**DIRECTIONS FOR THIS TASK:** Only the lines with "info" in the entries below belong in the answer; please copy them.

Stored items
====

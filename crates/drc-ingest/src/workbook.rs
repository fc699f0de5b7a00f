//! Register decoding.
//!
//! Workbooks decode through `calamine`, CSV registers through the `csv`
//! crate. Both produce the same [`Workbook`] grid shape: every sheet, every
//! cell coerced to the core's [`Cell`] model, absent cells as empty.

use std::path::Path;

use calamine::{Data, Reader, open_workbook_auto};
use drc_model::{Cell, SheetGrid, Workbook};
use tracing::{debug, info};

use crate::error::{IngestError, Result};

/// Loads a register of any supported format, dispatching on the extension.
pub fn load_register(path: &Path) -> Result<Workbook> {
    let extension = path
        .extension()
        .and_then(|ext| ext.to_str())
        .map(str::to_lowercase)
        .unwrap_or_default();
    match extension.as_str() {
        "xlsx" | "xlsm" | "xls" | "ods" => load_workbook(path),
        "csv" => load_csv_register(path),
        _ => Err(IngestError::UnsupportedFormat {
            path: path.to_path_buf(),
        }),
    }
}

/// Decodes every sheet of a spreadsheet workbook into cell grids.
pub fn load_workbook(path: &Path) -> Result<Workbook> {
    if !path.is_file() {
        return Err(IngestError::FileNotFound {
            path: path.to_path_buf(),
        });
    }
    let mut reader = open_workbook_auto(path).map_err(|source| IngestError::WorkbookOpen {
        path: path.to_path_buf(),
        source,
    })?;

    let names = reader.sheet_names().to_vec();
    let mut sheets = Vec::with_capacity(names.len());
    for name in names {
        let range = reader
            .worksheet_range(&name)
            .map_err(|source| IngestError::SheetRead {
                sheet: name.clone(),
                path: path.to_path_buf(),
                source,
            })?;
        let rows: Vec<Vec<Cell>> = range
            .rows()
            .map(|row| row.iter().map(cell_from_data).collect())
            .collect();
        debug!(sheet = %name, rows = rows.len(), "decoded sheet");
        sheets.push(SheetGrid::new(name, rows));
    }
    info!(path = %path.display(), sheets = sheets.len(), "loaded workbook");
    Ok(Workbook::new(sheets))
}

/// Decodes a CSV register as a single-sheet workbook. Registers are
/// human-authored, so ragged record lengths are accepted.
pub fn load_csv_register(path: &Path) -> Result<Workbook> {
    if !path.is_file() {
        return Err(IngestError::FileNotFound {
            path: path.to_path_buf(),
        });
    }
    let mut reader = csv::ReaderBuilder::new()
        .has_headers(false)
        .flexible(true)
        .from_path(path)
        .map_err(|source| IngestError::CsvParse {
            path: path.to_path_buf(),
            source,
        })?;

    let mut rows = Vec::new();
    for record in reader.records() {
        let record = record.map_err(|source| IngestError::CsvParse {
            path: path.to_path_buf(),
            source,
        })?;
        rows.push(record.iter().map(Cell::from_text).collect());
    }

    let name = path
        .file_stem()
        .and_then(|stem| stem.to_str())
        .unwrap_or("register")
        .to_string();
    info!(path = %path.display(), rows = rows.len(), "loaded CSV register");
    Ok(Workbook::new(vec![SheetGrid::new(name, rows)]))
}

fn cell_from_data(data: &Data) -> Cell {
    match data {
        Data::Empty | Data::Error(_) => Cell::Empty,
        Data::String(text) => Cell::from_text(text),
        Data::Float(value) => Cell::Number(*value),
        Data::Int(value) => Cell::Number(*value as f64),
        Data::Bool(value) => Cell::Text(value.to_string()),
        Data::DateTime(value) => Cell::Text(value.to_string()),
        Data::DateTimeIso(text) | Data::DurationIso(text) => Cell::from_text(text),
    }
}

#[cfg(test)]
mod tests {
    use super::*;

    #[test]
    fn csv_register_decodes_as_single_sheet() {
        let dir = tempfile::tempdir().expect("tempdir");
        let path = dir.path().join("register.csv");
        std::fs::write(&path, "Drawing No,Title\nABC-DEF-001,Ground floor\n,\n")
            .expect("write csv");

        let workbook = load_csv_register(&path).expect("load csv");
        assert_eq!(workbook.sheets.len(), 1);
        let sheet = &workbook.sheets[0];
        assert_eq!(sheet.name, "register");
        assert_eq!(sheet.row_count(), 3);
        assert_eq!(sheet.cell(1, 0).to_text(), "ABC-DEF-001");
        assert!(sheet.cell(2, 0).is_empty());
    }

    #[test]
    fn missing_register_is_reported_not_panicked() {
        let error = load_csv_register(Path::new("/nonexistent/register.csv"))
            .expect_err("should fail");
        assert!(matches!(error, IngestError::FileNotFound { .. }));
    }

    #[test]
    fn unknown_extension_is_unsupported() {
        let error = load_register(Path::new("register.pdf")).expect_err("should fail");
        assert!(matches!(error, IngestError::UnsupportedFormat { .. }));
    }

    #[test]
    fn numeric_and_empty_cells_map_to_the_model() {
        assert_eq!(cell_from_data(&Data::Empty), Cell::Empty);
        assert_eq!(cell_from_data(&Data::Float(3.0)), Cell::Number(3.0));
        assert_eq!(cell_from_data(&Data::Int(7)), Cell::Number(7.0));
        assert_eq!(
            cell_from_data(&Data::String("  A-1 ".to_string())),
            Cell::Text("A-1".to_string())
        );
    }
}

====

**SOLVED EXERCISE:**
use tracing::{debug, info};
    info!(path = %path.display(), sheets = sheets.len(), "loaded workbook");
    info!(path = %path.display(), rows = rows.len(), "loaded CSV register");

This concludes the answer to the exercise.